Она взяла пиалу, сделала глоток. Чай обжёг губы, но она не почувствовала — только вкус. Дым, травы, что-то неуловимое, что пахло тем самым лесом, где они встретились в первый раз.
— Кар-р-р! — раздалось с карниза.
Абрахас сидел на перилах, нахохлившись, и смотрел на них с выражением глубочайшего неодобрения.
— Вы тут чаи распиваете, а я, между прочим, не ел с утра. И вообще, печенье моё.
— Печенье общее, — сказал Вэй.
— Для ворона — значит моё, — Абрахас спланировал на подоконник, ловко схватил печенье клювом и отступил на безопасное расстояние. — Кар-р-р. Не жадничайте.
Морена рассмеялась. Вэй покачал головой, но в уголках его глаз тоже зажглись смешинки.
Она отставила пиалу, взяла кисть. Альбом всё ещё был открыт на чистом листе.
— Нарисуй меня, — сказал Вэй.
— Я рисую тебя каждый день.
— Нарисуй ещё раз.
Она посмотрела на него. На светлые волосы, которые отросли и теперь падали на лоб. На руки — тёплые, сухие, которые умели держать и кисть, и её ладонь. На улыбку — ту самую, краем губ, которую она запомнила навсегда.
Она начала рисовать, не глядя на лист — глядя на него.
Вэй молча смотрел, как двигается её кисть, как появляются линии, как свет ложится на бумагу.
Абрахас доел печенье, отряхнул клюв и каркнул:
— Кар-р-р. Знаете, что я думаю?
— Что? — спросила Морена, не отрываясь от рисунка.
— Что вы — невыносимы. Оба. Но я привык. И даже, кажется, люблю вас. Не говорите никому. У меня репутация.
Он взлетел, тяжело, шумно, устроился на карнизе повыше — чтобы не мешать, но чтобы видеть.
Морена закончила рисунок. Положила кисть. Повернула альбом к Вэю.

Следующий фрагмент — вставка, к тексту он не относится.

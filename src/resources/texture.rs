//! Texture loading and management

use crate::gl::*;
use crate::resources::{DirectoryError, GpuResource, ResourceDirectories};
use image::DynamicImage;
use thiserror::Error;

/// Texture errors
#[derive(Error, Debug, Clone, PartialEq)]
pub enum TextureError {
    #[error("Failed to acquire texture name")]
    HandleAcquisition,
    #[error(transparent)]
    Directory(#[from] DirectoryError),
    #[error("Failed to decode image '{path}': {message}")]
    Decode { path: String, message: String },
    #[error("Texture size {width}x{height} is invalid")]
    InvalidSize { width: u32, height: u32 },
    #[error("Pixel data holds {actual} bytes, expected {expected}")]
    PixelCount { expected: usize, actual: usize },
    #[error("Texture unit {0} is out of range (max {MAX_TEXTURE_UNITS})")]
    UnitOutOfRange(usize),
}

/// Progress of a texture through its construction pipeline.
///
/// A failed texture stays at the step that failed.
#[derive(Debug, Clone, Copy, PartialEq, Eq, PartialOrd, Ord)]
pub enum TextureStatus {
    Uninitialized,
    AcquiringHandle,
    ImportingImage,
    LoadingImage,
    Ready,
}

/// Sampling parameters applied when the image is uploaded
#[derive(Debug, Clone, Copy, PartialEq)]
pub struct TextureSettings {
    pub wrap_s: TextureWrap,
    pub wrap_t: TextureWrap,
    pub min_filter: TextureFilter,
    pub mag_filter: TextureFilter,
}

impl Default for TextureSettings {
    fn default() -> Self {
        Self {
            wrap_s: TextureWrap::Repeat,
            wrap_t: TextureWrap::Repeat,
            min_filter: TextureFilter::LinearMipmapLinear,
            mag_filter: TextureFilter::Linear,
        }
    }
}

impl TextureSettings {
    /// Nearest filtering with border clamp, used for render targets
    pub fn render_target() -> Self {
        Self {
            wrap_s: TextureWrap::ClampToBorder,
            wrap_t: TextureWrap::ClampToBorder,
            min_filter: TextureFilter::Nearest,
            mag_filter: TextureFilter::Nearest,
        }
    }
}

/// A 2D GPU texture
#[derive(Debug)]
pub struct Texture {
    name: String,
    handle: GlHandle,
    width: u32,
    height: u32,
    format: InternalFormat,
    settings: TextureSettings,
    status: TextureStatus,
    error: Option<TextureError>,
}

impl Texture {
    fn empty(name: &str, settings: TextureSettings) -> Self {
        Self {
            name: name.to_string(),
            handle: GlHandle::new("texture"),
            width: 0,
            height: 0,
            format: InternalFormat::Rgba8,
            settings,
            status: TextureStatus::Uninitialized,
            error: None,
        }
    }

    /// Import an image file from a logical resource directory.
    ///
    /// Never fails outright: check [`Texture::status`] or [`Texture::check`].
    pub fn import(
        ctx: &GlContext,
        directories: &ResourceDirectories,
        folder_id: &str,
        filename: &str,
        settings: TextureSettings,
    ) -> Self {
        let mut texture = Self::empty(filename, settings);
        if texture.acquire(ctx).is_err() {
            return texture;
        }

        texture.status = TextureStatus::ImportingImage;
        let path = match directories.resolve(folder_id, filename) {
            Ok(path) => path,
            Err(e) => {
                texture.fail(e.into());
                return texture;
            }
        };
        let image = match image::open(&path) {
            Ok(image) => image,
            Err(e) => {
                texture.fail(TextureError::Decode {
                    path: path.display().to_string(),
                    message: e.to_string(),
                });
                return texture;
            }
        };

        texture.load_image(ctx, &image);
        texture
    }

    /// Upload an already decoded image
    pub fn from_image(
        ctx: &GlContext,
        name: &str,
        image: &DynamicImage,
        settings: TextureSettings,
    ) -> Self {
        let mut texture = Self::empty(name, settings);
        if texture.acquire(ctx).is_ok() {
            texture.status = TextureStatus::ImportingImage;
            texture.load_image(ctx, image);
        }
        texture
    }

    /// Upload tightly packed RGBA8 pixels, bottom row first
    pub fn from_rgba8(
        ctx: &GlContext,
        name: &str,
        width: u32,
        height: u32,
        pixels: &[u8],
        settings: TextureSettings,
    ) -> Self {
        let mut texture = Self::empty(name, settings);
        if texture.acquire(ctx).is_err() {
            return texture;
        }
        texture.status = TextureStatus::ImportingImage;
        let expected = width as usize * height as usize * 4;
        if pixels.len() != expected {
            texture.fail(TextureError::PixelCount {
                expected,
                actual: pixels.len(),
            });
            return texture;
        }
        texture.upload(
            ctx,
            InternalFormat::Rgba8,
            width,
            height,
            PixelChannels::Rgba,
            PixelType::UnsignedByte,
            Some(pixels),
        );
        texture
    }

    /// Allocate an empty image to render into
    #[allow(clippy::too_many_arguments)]
    pub fn render_target(
        ctx: &GlContext,
        name: &str,
        width: u32,
        height: u32,
        format: InternalFormat,
        channels: PixelChannels,
        pixel_type: PixelType,
        settings: TextureSettings,
    ) -> Self {
        let mut texture = Self::empty(name, settings);
        if texture.acquire(ctx).is_err() {
            return texture;
        }
        texture.upload(ctx, format, width, height, channels, pixel_type, None);
        texture
    }

    fn acquire(&mut self, ctx: &GlContext) -> Result<(), TextureError> {
        self.status = TextureStatus::AcquiringHandle;
        let name = ctx.gl().create_texture();
        if name == 0 {
            return Err(self.fail(TextureError::HandleAcquisition));
        }
        log::trace!("Created texture {} for '{}'", name, self.name);
        self.handle.set(name);
        Ok(())
    }

    fn load_image(&mut self, ctx: &GlContext, image: &DynamicImage) {
        // GL samples the bottom row first
        let rgba = image.flipv().to_rgba8();
        let (width, height) = rgba.dimensions();
        self.upload(
            ctx,
            InternalFormat::Rgba8,
            width,
            height,
            PixelChannels::Rgba,
            PixelType::UnsignedByte,
            Some(rgba.as_raw()),
        );
    }

    #[allow(clippy::too_many_arguments)]
    fn upload(
        &mut self,
        ctx: &GlContext,
        format: InternalFormat,
        width: u32,
        height: u32,
        channels: PixelChannels,
        pixel_type: PixelType,
        pixels: Option<&[u8]>,
    ) {
        self.status = TextureStatus::LoadingImage;
        if width == 0 || height == 0 {
            self.fail(TextureError::InvalidSize { width, height });
            return;
        }

        let gl = ctx.gl();
        gl.bind_texture_2d(self.handle.get());
        gl.tex_image_2d(format, width, height, channels, pixel_type, pixels);
        gl.tex_parameter(glow::TEXTURE_WRAP_S, self.settings.wrap_s.to_gl());
        gl.tex_parameter(glow::TEXTURE_WRAP_T, self.settings.wrap_t.to_gl());
        gl.tex_parameter(glow::TEXTURE_MIN_FILTER, self.settings.min_filter.to_gl());
        gl.tex_parameter(glow::TEXTURE_MAG_FILTER, self.settings.mag_filter.to_gl());
        if self.settings.min_filter.uses_mipmaps() {
            gl.generate_mipmap_2d();
        }
        gl.bind_texture_2d(0);

        self.width = width;
        self.height = height;
        self.format = format;
        self.status = TextureStatus::Ready;
        log::debug!("Texture '{}' ready ({}x{})", self.name, width, height);
    }

    fn fail(&mut self, error: TextureError) -> TextureError {
        log::warn!("Texture '{}' failed at {:?}: {}", self.name, self.status, error);
        self.error = Some(error.clone());
        error
    }

    pub fn name(&self) -> &str {
        &self.name
    }

    /// GL texture name, 0 once released
    pub fn gl_name(&self) -> u32 {
        self.handle.get()
    }

    pub fn width(&self) -> u32 {
        self.width
    }

    pub fn height(&self) -> u32 {
        self.height
    }

    pub fn size(&self) -> (u32, u32) {
        (self.width, self.height)
    }

    pub fn format(&self) -> InternalFormat {
        self.format
    }

    pub fn settings(&self) -> &TextureSettings {
        &self.settings
    }

    pub fn status(&self) -> TextureStatus {
        self.status
    }

    pub fn error(&self) -> Option<&TextureError> {
        self.error.as_ref()
    }

    pub fn is_ready(&self) -> bool {
        self.status == TextureStatus::Ready
    }

    /// The recorded error, if construction failed
    pub fn check(&self) -> Result<(), TextureError> {
        match &self.error {
            Some(error) => Err(error.clone()),
            None => Ok(()),
        }
    }
}

impl GpuResource for Texture {
    fn release(&self, ctx: &GlContext) {
        if let Some(name) = self.handle.take() {
            log::trace!("Deleting texture {} ('{}')", name, self.name);
            ctx.gl().delete_texture(name);
        }
    }
}

#[cfg(test)]
mod tests {
    use super::*;

    #[test]
    fn test_rgba8_upload() {
        let device = HeadlessDevice::new();
        let ctx = GlContext::new(device.clone());
        let texture = Texture::from_rgba8(&ctx, "white", 2, 2, &[255; 16], TextureSettings::default());

        let name = texture.gl_name();
        assert!(texture.is_ready());
        assert_eq!(device.texture_size(name), Some((2, 2)));
        assert!(device.texture_mipmapped(name));
        texture.release(&ctx);
        assert!(!device.texture_exists(name));
        assert_eq!(texture.gl_name(), 0);
    }

    #[test]
    fn test_wrong_pixel_count() {
        let ctx = GlContext::new(HeadlessDevice::new());
        let texture = Texture::from_rgba8(&ctx, "bad", 2, 2, &[0; 3], TextureSettings::default());
        assert_eq!(texture.status(), TextureStatus::ImportingImage);
        assert!(matches!(texture.error(), Some(TextureError::PixelCount { .. })));
        texture.release(&ctx);
    }

    #[test]
    fn test_unregistered_directory_stops_import() {
        let ctx = GlContext::new(HeadlessDevice::new());
        let texture = Texture::import(
            &ctx,
            &ResourceDirectories::new(),
            "textures",
            "stone.png",
            TextureSettings::default(),
        );
        assert_eq!(texture.status(), TextureStatus::ImportingImage);
        assert_eq!(
            texture.check(),
            Err(TextureError::Directory(DirectoryError::Unregistered(
                "textures".to_string()
            )))
        );
        texture.release(&ctx);
    }

    #[test]
    fn test_handle_failure() {
        let device = HeadlessDevice::new();
        device.set_fail_allocations(true);
        let ctx = GlContext::new(device);
        let texture = Texture::render_target(
            &ctx,
            "target",
            4,
            4,
            InternalFormat::Rgba8,
            PixelChannels::Rgba,
            PixelType::UnsignedByte,
            TextureSettings::render_target(),
        );
        assert_eq!(texture.status(), TextureStatus::AcquiringHandle);
        assert_eq!(texture.error(), Some(&TextureError::HandleAcquisition));
    }
}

На листе был он. Не портрет — настроение. Светлые волосы, тёплый свет, чашка чая в руках. И улыбка — та, которую она научилась рисовать только после девятой ресницы.
— Похож? — спросила она.
Вэй взял альбом, посмотрел долго, внимательно.
— Нет, — сказал он. — Лучше.
Он протянул руку, и она вложила свою в его ладонь. Пальцы переплелись, как иероглифы в её рисунках — тесно, правильно, навсегда.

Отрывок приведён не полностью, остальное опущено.